(Saved entries)
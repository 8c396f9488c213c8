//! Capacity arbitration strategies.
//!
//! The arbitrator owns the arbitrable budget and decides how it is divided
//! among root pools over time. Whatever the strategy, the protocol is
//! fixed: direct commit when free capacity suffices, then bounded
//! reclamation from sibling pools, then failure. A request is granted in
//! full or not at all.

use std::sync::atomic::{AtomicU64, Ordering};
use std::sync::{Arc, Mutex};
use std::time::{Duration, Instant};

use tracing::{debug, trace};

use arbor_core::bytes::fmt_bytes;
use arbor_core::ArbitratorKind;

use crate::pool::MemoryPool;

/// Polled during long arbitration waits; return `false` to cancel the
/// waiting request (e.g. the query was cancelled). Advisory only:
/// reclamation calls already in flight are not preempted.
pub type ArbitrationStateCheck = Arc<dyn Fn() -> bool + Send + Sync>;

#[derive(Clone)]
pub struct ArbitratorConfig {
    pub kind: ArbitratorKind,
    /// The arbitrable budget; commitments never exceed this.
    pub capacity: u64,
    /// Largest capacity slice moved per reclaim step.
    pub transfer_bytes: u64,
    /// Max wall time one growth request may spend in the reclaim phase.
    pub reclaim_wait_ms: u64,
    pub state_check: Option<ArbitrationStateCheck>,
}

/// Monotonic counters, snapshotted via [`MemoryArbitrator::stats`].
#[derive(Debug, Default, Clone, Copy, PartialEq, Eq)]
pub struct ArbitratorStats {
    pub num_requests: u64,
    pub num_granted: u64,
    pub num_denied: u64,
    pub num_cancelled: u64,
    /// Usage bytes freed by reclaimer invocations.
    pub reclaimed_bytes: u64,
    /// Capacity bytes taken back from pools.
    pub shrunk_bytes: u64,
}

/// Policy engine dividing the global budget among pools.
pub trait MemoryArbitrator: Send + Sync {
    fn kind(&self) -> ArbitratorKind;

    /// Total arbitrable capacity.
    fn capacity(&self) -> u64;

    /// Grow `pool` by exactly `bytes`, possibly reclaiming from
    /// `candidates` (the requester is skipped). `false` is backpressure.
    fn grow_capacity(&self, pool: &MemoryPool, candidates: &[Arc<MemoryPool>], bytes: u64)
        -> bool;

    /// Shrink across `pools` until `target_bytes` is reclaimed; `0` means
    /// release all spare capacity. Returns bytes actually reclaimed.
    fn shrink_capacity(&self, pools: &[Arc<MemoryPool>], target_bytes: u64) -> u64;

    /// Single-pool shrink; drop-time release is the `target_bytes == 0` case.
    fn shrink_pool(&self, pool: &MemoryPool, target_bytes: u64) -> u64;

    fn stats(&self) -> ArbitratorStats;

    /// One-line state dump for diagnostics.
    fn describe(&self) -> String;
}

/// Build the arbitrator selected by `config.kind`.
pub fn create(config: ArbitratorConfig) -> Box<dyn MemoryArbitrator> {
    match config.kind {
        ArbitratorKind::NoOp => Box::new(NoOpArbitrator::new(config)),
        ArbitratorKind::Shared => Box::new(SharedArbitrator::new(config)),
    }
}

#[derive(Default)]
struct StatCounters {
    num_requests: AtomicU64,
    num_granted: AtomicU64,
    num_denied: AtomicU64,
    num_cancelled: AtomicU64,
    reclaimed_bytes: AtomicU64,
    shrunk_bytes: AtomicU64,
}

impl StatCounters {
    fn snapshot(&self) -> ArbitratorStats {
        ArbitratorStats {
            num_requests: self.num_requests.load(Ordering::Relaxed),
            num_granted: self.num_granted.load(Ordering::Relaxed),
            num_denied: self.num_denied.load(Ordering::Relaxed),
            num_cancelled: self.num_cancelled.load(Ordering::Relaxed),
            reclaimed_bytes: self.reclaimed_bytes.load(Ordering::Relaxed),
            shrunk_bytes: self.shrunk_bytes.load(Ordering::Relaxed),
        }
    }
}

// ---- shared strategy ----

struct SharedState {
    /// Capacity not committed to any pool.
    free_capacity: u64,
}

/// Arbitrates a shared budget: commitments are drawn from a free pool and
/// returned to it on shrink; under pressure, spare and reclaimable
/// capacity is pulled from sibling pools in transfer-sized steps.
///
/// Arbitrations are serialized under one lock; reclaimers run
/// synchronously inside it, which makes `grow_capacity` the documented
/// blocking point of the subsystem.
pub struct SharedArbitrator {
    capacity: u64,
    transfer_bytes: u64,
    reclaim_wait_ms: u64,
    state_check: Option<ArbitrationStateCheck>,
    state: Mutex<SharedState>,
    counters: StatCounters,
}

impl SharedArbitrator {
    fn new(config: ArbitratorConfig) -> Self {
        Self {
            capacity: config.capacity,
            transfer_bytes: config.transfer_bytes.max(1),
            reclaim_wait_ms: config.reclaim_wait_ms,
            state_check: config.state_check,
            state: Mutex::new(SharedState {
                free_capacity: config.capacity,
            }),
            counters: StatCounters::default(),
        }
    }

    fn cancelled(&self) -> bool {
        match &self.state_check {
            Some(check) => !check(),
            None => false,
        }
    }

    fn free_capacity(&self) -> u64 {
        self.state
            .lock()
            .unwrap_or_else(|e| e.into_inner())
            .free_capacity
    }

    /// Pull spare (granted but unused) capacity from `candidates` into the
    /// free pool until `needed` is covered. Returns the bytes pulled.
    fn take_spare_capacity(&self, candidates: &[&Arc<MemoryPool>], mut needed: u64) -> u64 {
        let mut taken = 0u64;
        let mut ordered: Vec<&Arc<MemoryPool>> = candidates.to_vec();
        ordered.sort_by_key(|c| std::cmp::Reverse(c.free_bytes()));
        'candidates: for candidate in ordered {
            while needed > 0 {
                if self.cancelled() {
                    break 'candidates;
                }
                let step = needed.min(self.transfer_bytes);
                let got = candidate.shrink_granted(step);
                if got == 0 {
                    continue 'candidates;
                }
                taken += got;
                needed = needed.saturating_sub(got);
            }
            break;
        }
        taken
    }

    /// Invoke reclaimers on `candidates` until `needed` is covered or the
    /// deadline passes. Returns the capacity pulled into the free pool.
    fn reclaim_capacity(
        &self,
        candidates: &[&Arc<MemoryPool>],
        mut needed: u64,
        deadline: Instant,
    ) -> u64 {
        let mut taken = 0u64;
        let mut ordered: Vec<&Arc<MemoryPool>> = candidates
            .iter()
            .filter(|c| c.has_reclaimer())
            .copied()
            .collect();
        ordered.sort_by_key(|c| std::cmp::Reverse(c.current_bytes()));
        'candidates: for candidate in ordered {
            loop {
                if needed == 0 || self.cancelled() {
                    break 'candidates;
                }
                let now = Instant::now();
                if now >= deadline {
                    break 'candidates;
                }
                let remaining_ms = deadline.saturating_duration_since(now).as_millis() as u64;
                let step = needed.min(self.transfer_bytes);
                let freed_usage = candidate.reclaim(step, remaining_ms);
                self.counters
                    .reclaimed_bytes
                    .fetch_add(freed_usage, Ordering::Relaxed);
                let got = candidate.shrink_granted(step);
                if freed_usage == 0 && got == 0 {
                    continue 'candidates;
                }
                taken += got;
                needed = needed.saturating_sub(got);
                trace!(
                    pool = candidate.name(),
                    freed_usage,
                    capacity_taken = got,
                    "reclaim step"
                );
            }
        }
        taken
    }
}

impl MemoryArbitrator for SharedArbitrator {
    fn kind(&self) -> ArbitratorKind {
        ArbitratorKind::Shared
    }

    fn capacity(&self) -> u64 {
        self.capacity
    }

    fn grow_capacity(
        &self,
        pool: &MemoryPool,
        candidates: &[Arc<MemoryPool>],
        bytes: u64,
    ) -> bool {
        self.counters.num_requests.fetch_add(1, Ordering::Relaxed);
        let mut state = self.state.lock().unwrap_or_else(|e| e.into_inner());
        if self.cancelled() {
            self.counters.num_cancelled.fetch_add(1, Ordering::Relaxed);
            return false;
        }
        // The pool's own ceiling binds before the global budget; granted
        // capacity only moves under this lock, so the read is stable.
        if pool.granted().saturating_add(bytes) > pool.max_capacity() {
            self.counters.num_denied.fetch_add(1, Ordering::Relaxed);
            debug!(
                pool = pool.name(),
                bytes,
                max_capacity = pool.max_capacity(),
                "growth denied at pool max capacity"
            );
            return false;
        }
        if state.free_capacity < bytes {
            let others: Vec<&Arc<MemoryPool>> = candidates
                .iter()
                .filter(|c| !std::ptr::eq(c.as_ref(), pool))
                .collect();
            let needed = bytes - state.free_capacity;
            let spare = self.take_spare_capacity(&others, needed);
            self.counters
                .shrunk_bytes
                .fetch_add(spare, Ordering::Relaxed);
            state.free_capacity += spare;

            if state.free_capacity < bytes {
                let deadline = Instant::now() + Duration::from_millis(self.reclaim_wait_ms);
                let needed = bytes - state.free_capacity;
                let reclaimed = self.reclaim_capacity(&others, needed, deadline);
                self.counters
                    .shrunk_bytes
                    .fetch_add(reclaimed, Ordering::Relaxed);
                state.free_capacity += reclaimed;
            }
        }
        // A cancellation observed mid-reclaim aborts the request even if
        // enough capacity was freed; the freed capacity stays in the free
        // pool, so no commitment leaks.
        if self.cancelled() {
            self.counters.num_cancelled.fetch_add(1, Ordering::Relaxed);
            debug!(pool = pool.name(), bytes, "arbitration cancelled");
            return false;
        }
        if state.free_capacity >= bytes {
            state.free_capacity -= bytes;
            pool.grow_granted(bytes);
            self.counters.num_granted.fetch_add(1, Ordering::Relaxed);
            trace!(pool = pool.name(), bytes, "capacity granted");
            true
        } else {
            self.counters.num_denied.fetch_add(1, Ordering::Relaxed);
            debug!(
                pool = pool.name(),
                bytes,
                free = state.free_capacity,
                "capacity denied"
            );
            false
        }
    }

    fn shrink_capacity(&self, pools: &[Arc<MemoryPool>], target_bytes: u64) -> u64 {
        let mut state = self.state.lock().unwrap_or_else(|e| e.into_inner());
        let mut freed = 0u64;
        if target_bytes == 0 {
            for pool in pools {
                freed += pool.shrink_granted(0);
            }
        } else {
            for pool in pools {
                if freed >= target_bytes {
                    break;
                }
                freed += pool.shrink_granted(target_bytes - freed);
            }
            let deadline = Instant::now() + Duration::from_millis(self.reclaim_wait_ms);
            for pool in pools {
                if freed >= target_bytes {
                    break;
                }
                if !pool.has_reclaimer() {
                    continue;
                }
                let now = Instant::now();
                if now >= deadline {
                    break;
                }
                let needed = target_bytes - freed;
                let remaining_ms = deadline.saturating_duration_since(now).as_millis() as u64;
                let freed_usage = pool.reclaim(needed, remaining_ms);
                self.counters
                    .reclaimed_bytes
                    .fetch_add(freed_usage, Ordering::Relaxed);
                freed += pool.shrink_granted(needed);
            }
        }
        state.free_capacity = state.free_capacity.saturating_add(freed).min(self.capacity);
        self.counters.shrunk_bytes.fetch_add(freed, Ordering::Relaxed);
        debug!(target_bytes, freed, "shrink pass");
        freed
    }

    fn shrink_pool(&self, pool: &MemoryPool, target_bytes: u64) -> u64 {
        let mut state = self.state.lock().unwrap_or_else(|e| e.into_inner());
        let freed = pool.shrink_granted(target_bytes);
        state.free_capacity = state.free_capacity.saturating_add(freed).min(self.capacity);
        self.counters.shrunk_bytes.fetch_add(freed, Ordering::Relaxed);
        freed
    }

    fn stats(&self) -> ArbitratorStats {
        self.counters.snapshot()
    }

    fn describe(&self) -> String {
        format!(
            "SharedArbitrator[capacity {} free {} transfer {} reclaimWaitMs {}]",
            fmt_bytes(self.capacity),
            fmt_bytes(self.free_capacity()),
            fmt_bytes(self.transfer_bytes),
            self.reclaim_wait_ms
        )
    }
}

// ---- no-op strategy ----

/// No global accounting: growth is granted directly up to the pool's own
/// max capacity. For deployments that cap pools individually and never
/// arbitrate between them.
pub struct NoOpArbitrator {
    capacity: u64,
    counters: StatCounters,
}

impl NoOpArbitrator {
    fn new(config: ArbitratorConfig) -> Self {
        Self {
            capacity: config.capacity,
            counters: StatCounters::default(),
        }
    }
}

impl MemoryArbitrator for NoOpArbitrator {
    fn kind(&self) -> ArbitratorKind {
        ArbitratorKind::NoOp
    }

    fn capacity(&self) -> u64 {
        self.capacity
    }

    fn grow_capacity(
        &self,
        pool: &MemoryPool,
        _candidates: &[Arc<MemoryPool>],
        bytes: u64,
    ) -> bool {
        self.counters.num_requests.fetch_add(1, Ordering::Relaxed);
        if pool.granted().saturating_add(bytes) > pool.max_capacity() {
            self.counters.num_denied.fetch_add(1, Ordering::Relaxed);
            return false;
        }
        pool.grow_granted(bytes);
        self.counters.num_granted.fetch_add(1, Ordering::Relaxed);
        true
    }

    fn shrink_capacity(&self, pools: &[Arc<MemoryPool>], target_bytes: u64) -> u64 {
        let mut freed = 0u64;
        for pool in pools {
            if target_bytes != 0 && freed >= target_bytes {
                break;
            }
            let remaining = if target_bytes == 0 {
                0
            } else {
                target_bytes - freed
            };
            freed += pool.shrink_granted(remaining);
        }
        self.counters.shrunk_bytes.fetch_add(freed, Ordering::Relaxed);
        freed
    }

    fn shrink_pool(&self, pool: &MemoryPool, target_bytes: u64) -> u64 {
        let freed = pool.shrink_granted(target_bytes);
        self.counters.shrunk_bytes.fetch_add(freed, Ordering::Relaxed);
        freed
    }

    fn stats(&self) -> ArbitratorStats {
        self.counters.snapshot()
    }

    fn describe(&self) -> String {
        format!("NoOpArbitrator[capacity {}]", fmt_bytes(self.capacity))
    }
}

• **TASK STATEMENT**
Reproduce precisely, and with no line left out, each line from the top of the entries through the line that carries "suffices, then bounded".

• **FINISHED TASK**
repository 8c396f9488c213c8
//! Capacity arbitration strategies.
//!
//! The arbitrator owns the arbitrable budget and decides how it is divided
//! among root pools over time. Whatever the strategy, the protocol is
//! fixed: direct commit when free capacity suffices, then bounded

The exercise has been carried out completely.